I have no intention of picking on the Slim's team, whom I have the utmost respect and sympathy for, but...
I'm here to tell you that monopolies are bad. They are bad for consumer choice, they are bad for ticket pricing, they are bad for artists getting paid, they are bad for your local music scene, and they are bad for our culture as a whole.
To explain why, first let me start with some numbers. Here is who owns what when it comes to live music in San Francisco:
- Live Nation Entertainment
($9 billion)($13 billion)
- Owns TicketMaster (who sell 80% of all tickets in the US).
- Formerly a division of Clear Channel (who own essentially all US radio stations).
- Owns 117 venues, 75 in the US.
- Exclusively books 33 additional venues.
- Owns House of Blues (14 locations).
- Owns their own record label, Live Nation Artists.
- Books SF Masonic Auditorium (3,500 capacity).
- Owns The Fillmore (1,200 capacity).
AEG: Anschutz Entertainment Group
($8 billion)($11 billion)
- Largest owner of sports teams and events in the world.
- Second largest music promoter after Live Nation.
- Own many arenas worldwide.
- Owns AXS, a concert ticket vendor.
- Owns Coachella (600,000 attendance).
- Owns part of Bottle Rock (120,000 attendance).
- Runs around ten other large music festivals.
- Owned by a Fundamentalist, homophobic, climate change denier.
Golden Voice, a division of AEG
- Books Coachella (600,000 attendance).
- Books The Warfield (2,300 capacity).
- Books The Regency Center (1,400 capacity).
- Books Social Hall SF (600 capacity).
- Owns 12 other venues in LA.
- Books Slim's (500 capacity).
- Books Great American Music Hall (600 capacity).

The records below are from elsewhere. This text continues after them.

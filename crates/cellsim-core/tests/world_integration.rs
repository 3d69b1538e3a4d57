use cellsim_core::measurement::InteractionOccurrence;
use cellsim_core::{
    Agent, BoundaryCondition, CellTypeConfig, GeometryError, INITIAL_STATE, MovementKind,
    MovementParameters, RandomSource, RecordingMeasurements, SiteConfig, SpatialDimensions,
    StateGraph, StateSpec, TransitionTrigger, Vector3, World, WorldConfig, WorldError,
};

fn walker(mean: f64) -> CellTypeConfig {
    CellTypeConfig {
        movement: MovementParameters {
            kind: MovementKind::RandomWalk,
            mean,
            std_dev: mean * 0.25,
            ..MovementParameters::default()
        },
        ..CellTypeConfig::default()
    }
}

fn resting_graph() -> StateGraph {
    StateGraph::default().with_state(INITIAL_STATE, StateSpec::default())
}

fn base_config(seed: u64) -> WorldConfig {
    let mut config = WorldConfig {
        site: SiteConfig {
            rng_seed: Some(seed),
            ..SiteConfig::default()
        },
        ..WorldConfig::default()
    };
    config.cell_types.insert("Walker".into(), walker(2.0));
    config
        .state_graphs
        .insert("Walker".into(), resting_graph());
    config
}

fn seed_population(world: &mut World, count: usize, seed: u64) {
    let mut placement = RandomSource::from_seed(seed);
    for _ in 0..count {
        let position = Vector3::new(
            placement.generate_double(10.0, 90.0),
            placement.generate_double(10.0, 90.0),
            placement.generate_double(10.0, 90.0),
        );
        world.spawn_cell("Walker", position).expect("spawn");
    }
}

fn trajectory(seed: u64, ticks: usize) -> Vec<String> {
    let mut config = base_config(seed);
    config.state_graphs.insert(
        "Walker".into(),
        StateGraph::default()
            .with_state(
                INITIAL_STATE,
                StateSpec::default().with_transition("Tired", TransitionTrigger::Rate { per_time: 0.2 }),
            )
            .with_state(
                "Tired",
                StateSpec::default()
                    .with_transition(INITIAL_STATE, TransitionTrigger::Rate { per_time: 0.3 }),
            ),
    );
    let mut world = World::new(config).expect("world");
    seed_population(&mut world, 40, 11);
    (0..ticks)
        .map(|_| {
            world.step();
            serde_json::to_string(&world.snapshot()).expect("snapshot json")
        })
        .collect()
}

#[test]
fn identical_seeds_reproduce_identical_trajectories() {
    let first = trajectory(2024, 60);
    let second = trajectory(2024, 60);
    assert_eq!(first, second);
    assert_ne!(first, trajectory(2025, 60));
}

#[test]
fn leaving_the_site_is_handled_exactly_once() {
    let mut config = base_config(5);
    config.cell_types.insert("Walker".into(), walker(30.0));
    let spy = RecordingMeasurements::new();
    let mut world = World::with_measurements(config, Box::new(spy.clone())).expect("world");
    let key = world
        .spawn_cell("Walker", Vector3::new(5.0, 50.0, 50.0))
        .expect("spawn");

    let summaries = world.run(200);
    let crossings: usize = summaries.iter().map(|s| s.boundary_crossings).sum();
    assert_eq!(crossings, 1);
    assert_eq!(spy.boundary_crossings().len(), 1);
    assert!(spy.boundary_crossings()[0].deleted);
    assert!(world.cell(key).is_none());
    assert!(world.site().locator().is_empty());
    assert_eq!(summaries.last().map(|s| s.live_cells), Some(0));
}

#[test]
fn locator_tracks_exactly_the_live_cells() {
    let mut config = base_config(9);
    config.cell_types.insert("Walker".into(), walker(6.0));
    config.state_graphs.insert(
        "Walker".into(),
        StateGraph::default()
            .with_state(
                INITIAL_STATE,
                StateSpec::default().with_transition("Dead", TransitionTrigger::Rate { per_time: 0.05 }),
            )
            .with_state("Dead", StateSpec::default().deleting()),
    );
    let mut world = World::new(config).expect("world");
    seed_population(&mut world, 60, 3);

    let mut deletions = 0;
    for _ in 0..40 {
        deletions += world.step().deletions;
        let locator = world.site().locator();
        assert_eq!(locator.len(), world.cells().len());
        for (key, cell) in world.cells().iter() {
            assert!(!cell.is_deleted());
            assert!(locator.contains(key));
        }
    }
    assert!(deletions > 0);
}

#[test]
fn contact_events_drive_state_transitions() {
    let mut config = base_config(17);
    config
        .cell_types
        .insert("Blob".into(), CellTypeConfig::default());
    config.state_graphs.insert(
        "Blob".into(),
        StateGraph::default()
            .with_state(
                INITIAL_STATE,
                StateSpec::default().with_transition("Resting", TransitionTrigger::Immediate),
            )
            .with_state(
                "Resting",
                StateSpec::default().with_transition(
                    "Activated",
                    TransitionTrigger::OnContact {
                        partner_type: Some("Blob".into()),
                    },
                ),
            )
            .with_state("Activated", StateSpec::default()),
    );
    let spy = RecordingMeasurements::new();
    let mut world = World::with_measurements(config, Box::new(spy.clone())).expect("world");
    let a = world
        .spawn_cell("Blob", Vector3::new(50.0, 50.0, 50.0))
        .expect("a");
    let b = world
        .spawn_cell("Blob", Vector3::new(51.5, 50.0, 50.0))
        .expect("b");
    let loner = world
        .spawn_cell("Blob", Vector3::new(80.0, 80.0, 80.0))
        .expect("loner");

    world.run(2);

    for key in [a, b] {
        assert_eq!(
            world.cell(key).and_then(Agent::current_state_name),
            Some("Activated")
        );
    }
    assert_eq!(
        world.cell(loner).and_then(Agent::current_state_name),
        Some("Resting")
    );
    let started = spy
        .interactions()
        .iter()
        .filter(|record| record.occurrence == InteractionOccurrence::ContactStarted)
        .count();
    assert_eq!(started, 1);
}

#[test]
fn stop_states_end_the_run_early() {
    let mut config = base_config(1);
    config.site.stop_states = vec!["Done".into()];
    config.state_graphs.insert(
        "Walker".into(),
        StateGraph::default()
            .with_state(
                INITIAL_STATE,
                StateSpec::default()
                    .with_transition("Done", TransitionTrigger::AfterDuration { duration: 2.0 }),
            )
            .with_state("Done", StateSpec::default()),
    );
    let mut world = World::new(config).expect("world");
    world
        .spawn_cell("Walker", Vector3::new(50.0, 50.0, 50.0))
        .expect("spawn");

    let summaries = world.run(10);
    assert_eq!(summaries.len(), 3);
    assert!(summaries.iter().rev().skip(1).all(|s| !s.stop_requested));
    assert!(summaries.last().is_some_and(|s| s.stop_requested));
}

#[test]
fn nested_cells_are_placed_inside_without_overlap() {
    let mut config = base_config(8);
    let mut host = CellTypeConfig::default();
    host.morphology.radius = 10.0;
    let mut giant = CellTypeConfig::default();
    giant.morphology.radius = 10.0;
    config.cell_types.insert("Host".into(), host);
    config
        .cell_types
        .insert("Guest".into(), CellTypeConfig::default());
    config.cell_types.insert("Giant".into(), giant);
    for name in ["Host", "Guest", "Giant"] {
        config.state_graphs.insert(name.into(), resting_graph());
    }
    let mut world = World::new(config).expect("world");
    let host = world
        .spawn_cell("Host", Vector3::new(50.0, 50.0, 50.0))
        .expect("host");
    let guests: Vec<_> = (0..3)
        .map(|i| {
            world
                .spawn_cell("Guest", Vector3::new(10.0 + 5.0 * f64::from(i), 10.0, 10.0))
                .expect("guest")
        })
        .collect();
    for guest in &guests {
        world.insert_into(host, *guest).expect("insert");
    }

    let host_cell = world.cell(host).expect("host");
    assert_eq!(host_cell.ingestions().len(), 3);
    let spheres: Vec<_> = guests
        .iter()
        .map(|guest| world.cell(*guest).expect("guest").basic_sphere())
        .collect();
    for (i, sphere) in spheres.iter().enumerate() {
        assert!(host_cell.contains_position(sphere.center, sphere.radius));
        for other in &spheres[i + 1..] {
            assert!(!sphere.overlaps(other));
        }
    }
    let guest_cells: Vec<_> = guests.iter().filter_map(|g| world.cell(*g)).collect();
    assert!(!host_cell.collides_inside(guest_cells[0], &guest_cells));

    let giant = world
        .spawn_cell("Giant", Vector3::new(20.0, 80.0, 20.0))
        .expect("giant");
    assert_eq!(
        world.insert_into(host, giant),
        Err(WorldError::Geometry(GeometryError::IncomingTooLarge {
            host: 10.0,
            incoming: 10.0
        }))
    );
    assert_eq!(
        world.insert_into(host, host),
        Err(WorldError::InvalidConfig("a cell cannot be inserted into itself"))
    );
}

#[test]
fn planar_sites_keep_cells_in_the_plane() {
    let mut config = base_config(21);
    config.site.dimensions = SpatialDimensions::Two;
    config.site.boundary = BoundaryCondition::Periodic;
    config.cell_types.insert(
        "Walker".into(),
        CellTypeConfig {
            movement: MovementParameters {
                kind: MovementKind::PersistentRandomWalk,
                mean: 4.0,
                persistence_time: 5.0,
                ..MovementParameters::default()
            },
            ..CellTypeConfig::default()
        },
    );
    let mut world = World::new(config).expect("world");
    seed_population(&mut world, 25, 4);

    let summaries = world.run(100);
    assert!(summaries.iter().all(|s| s.deletions == 0));
    assert_eq!(world.cells().len(), 25);
    for snapshot in world.snapshot() {
        assert_eq!(snapshot.position.z, 0.0);
        assert!(world.site().contains_position(snapshot.position));
    }
}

APE: Another Planet Entertainment
- Runs Outside Lands (200,000 attendance).
- Runs (ran?) Treasure Island Music Festival (30,000 attendance).
- Books The Greek Theatre (8,500 capacity).
- Books Bill Graham Civic Auditorium (8,500 capacity).
- Books Fox Theatre (2,900 capacity).
- Books The Independent [sic] (500 capacity, 21+).
- Is also an artist management business.
So that leaves us with the remaining independent live music venues in San Francisco:
- DNA Lounge (800 capacity) & Above DNA (300 capacity)
Mezzanine (800 capacity, 21+)(closed 2019)
- Bimbo's (680 capacity)
Elbo Room (600 capacity, 21+)(closed, 2018)
- Neck of the Woods (500 capacity, 21+)
- Public Works (500 capacity, 21+)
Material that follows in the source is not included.